Would you tally how many lines in the records include the word "EmptyLinkPolicy"? Reply with the number only.

[Dataset entries]
'''

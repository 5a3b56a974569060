// src/config/watch.rs
//! Press-watch configuration: query set, cache TTL, fetch-limit range,
//! provider locale and dedup policy.
//!
//! Lookup order for [`WatchConfig::load_default`]:
//! 1) `$WATCH_CONFIG_PATH`
//! 2) `config/watch.toml`
//! 3) `config/watch.json`
//! 4) built-in defaults
//!
//! `WATCH_CACHE_TTL_SECS` overrides the TTL from any of the above.

use anyhow::{anyhow, Context, Result};
use serde::Deserialize;
use std::collections::HashSet;
use std::fs;
use std::path::{Path, PathBuf};
use std::time::Duration;

use crate::ingest::dedup::EmptyLinkPolicy;

pub const ENV_CONFIG_PATH: &str = "WATCH_CONFIG_PATH";
pub const ENV_CACHE_TTL_SECS: &str = "WATCH_CACHE_TTL_SECS";

pub const DEFAULT_CACHE_TTL_SECS: u64 = 900;

/// Default watch queries (sexual and sexist violence
/// in the French art sector).
pub const DEFAULT_QUERIES: &[&str] = &[
    r#"("violences sexuelles" OR "violences sexistes" OR "harcèlement sexuel" OR viol OR agression) (art OR cinéma OR theatre OR musique OR "arts plastiques" OR photographie OR festival) France"#,
    r#"("violences sexuelles" OR "harcèlement sexuel") cinéma France"#,
    r#"("violences sexuelles" OR "harcèlement sexuel") théâtre France"#,
    r#"("violences sexuelles" OR "harcèlement sexuel") musique France"#,
    r#"("violences sexuelles" OR "harcèlement sexuel") festival France"#,
];

#[derive(Debug, Clone, Deserialize)]
#[serde(default)]
pub struct WatchConfig {
    /// Ordered; order decides which duplicate wins.
    pub queries: Vec<String>,
    pub cache: CacheSettings,
    pub limit: LimitRange,
    pub provider: ProviderSettings,
    pub dedup: DedupSettings,
}

#[derive(Debug, Clone, Deserialize)]
#[serde(default)]
pub struct CacheSettings {
    pub ttl_secs: u64,
}

/// Per-query fetch limit bounds (10..=100 step 10, default 50).
#[derive(Debug, Clone, Copy, PartialEq, Eq, Deserialize)]
#[serde(default)]
pub struct LimitRange {
    pub min: usize,
    pub max: usize,
    pub default: usize,
    pub step: usize,
}

#[derive(Debug, Clone, Deserialize)]
#[serde(default)]
pub struct ProviderSettings {
    pub base_url: String,
    pub hl: String,
    pub gl: String,
    pub ceid: String,
    pub timeout_secs: u64,
    pub user_agent: String,
}

#[derive(Debug, Clone, Copy, Default, Deserialize)]
#[serde(default)]
pub struct DedupSettings {
    pub empty_links: EmptyLinkPolicy,
}

impl Default for WatchConfig {
    fn default() -> Self {
        Self {
            queries: DEFAULT_QUERIES.iter().map(|q| q.to_string()).collect(),
            cache: CacheSettings::default(),
            limit: LimitRange::default(),
            provider: ProviderSettings::default(),
            dedup: DedupSettings::default(),
        }
    }
}

impl Default for CacheSettings {
    fn default() -> Self {
        Self {
            ttl_secs: DEFAULT_CACHE_TTL_SECS,
        }
    }
}

impl Default for LimitRange {
    fn default() -> Self {
        Self {
            min: 10,
            max: 100,
            default: 50,
            step: 10,
        }
    }
}

impl Default for ProviderSettings {
    fn default() -> Self {
        Self {
            base_url: "https://news.google.com/rss/search".to_string(),
            hl: "fr".to_string(),
            gl: "FR".to_string(),
            ceid: "FR:fr".to_string(),
            timeout_secs: 10,
            user_agent: concat!("press-watch/", env!("CARGO_PKG_VERSION")).to_string(),
        }
    }
}

impl LimitRange {
    /// Missing → default; otherwise clamped into `[min, max]` and snapped down
    /// onto the step grid anchored at `min`.
    /// Bounds given in the wrong order are read as `[max, min]`.
    pub fn clamp(&self, requested: Option<usize>) -> usize {
        let (lo, hi) = (self.min.min(self.max), self.min.max(self.max));
        let v = requested.unwrap_or(self.default).clamp(lo, hi);
        let step = self.step.max(1);
        lo + (v - lo) / step * step
    }

    fn sanitized(mut self) -> Self {
        let fallback = Self::default();
        if self.min == 0 {
            self.min = 1;
        }
        if self.min > self.max {
            std::mem::swap(&mut self.min, &mut self.max);
        }
        if self.step == 0 {
            self.step = fallback.step;
        }
        self.default = self.default.clamp(self.min, self.max);
        self
    }
}

impl WatchConfig {
    pub fn cache_ttl(&self) -> Duration {
        Duration::from_secs(self.cache.ttl_secs)
    }

    pub fn fetch_timeout(&self) -> Duration {
        Duration::from_secs(self.provider.timeout_secs)
    }

    /// Load from an explicit path. Supports TOML or JSON formats.
    pub fn load_from(path: &Path) -> Result<Self> {
        let content = fs::read_to_string(path)
            .with_context(|| format!("reading watch config from {}", path.display()))?;
        let ext = path
            .extension()
            .and_then(|s| s.to_str())
            .unwrap_or_default()
            .to_ascii_lowercase();
        let cfg = parse_config(&content, ext.as_str())
            .with_context(|| format!("parsing watch config {}", path.display()))?;
        cfg.sanitized()
    }

    /// Env path, then `config/watch.{toml,json}`, then defaults; env overrides last.
    pub fn load_default() -> Result<Self> {
        let cfg = if let Ok(p) = std::env::var(ENV_CONFIG_PATH) {
            let pb = PathBuf::from(p);
            if !pb.exists() {
                return Err(anyhow!("{ENV_CONFIG_PATH} points to non-existent path"));
            }
            Self::load_from(&pb)?
        } else {
            let toml_p = PathBuf::from("config/watch.toml");
            let json_p = PathBuf::from("config/watch.json");
            if toml_p.exists() {
                Self::load_from(&toml_p)?
            } else if json_p.exists() {
                Self::load_from(&json_p)?
            } else {
                Self::default()
            }
        };
        cfg.with_env_overrides()
    }

    fn with_env_overrides(mut self) -> Result<Self> {
        if let Ok(raw) = std::env::var(ENV_CACHE_TTL_SECS) {
            let secs: u64 = raw
                .trim()
                .parse()
                .with_context(|| format!("{ENV_CACHE_TTL_SECS} must be whole seconds"))?;
            self.cache.ttl_secs = secs;
        }
        self.sanitized()
    }

    /// Trim and de-duplicate queries (order kept), repair numeric ranges.
    pub fn sanitized(mut self) -> Result<Self> {
        let mut seen = HashSet::new();
        self.queries = self
            .queries
            .into_iter()
            .map(|q| q.trim().to_string())
            .filter(|q| !q.is_empty() && seen.insert(q.clone()))
            .collect();
        if self.queries.is_empty() {
            return Err(anyhow!("watch config has no queries"));
        }

        self.cache.ttl_secs = self.cache.ttl_secs.max(1);
        self.provider.timeout_secs = self.provider.timeout_secs.max(1);
        self.limit = self.limit.sanitized();
        Ok(self)
    }
}

fn parse_config(s: &str, hint_ext: &str) -> Result<WatchConfig> {
    if hint_ext == "json" {
        return serde_json::from_str(s).map_err(Into::into);
    }
    match toml::from_str(s) {
        Ok(cfg) => Ok(cfg),
        Err(toml_err) => {
            serde_json::from_str(s).map_err(|_| anyhow!("unsupported watch config format: {toml_err}"))
        }
    }
}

'''

● Answer space: 2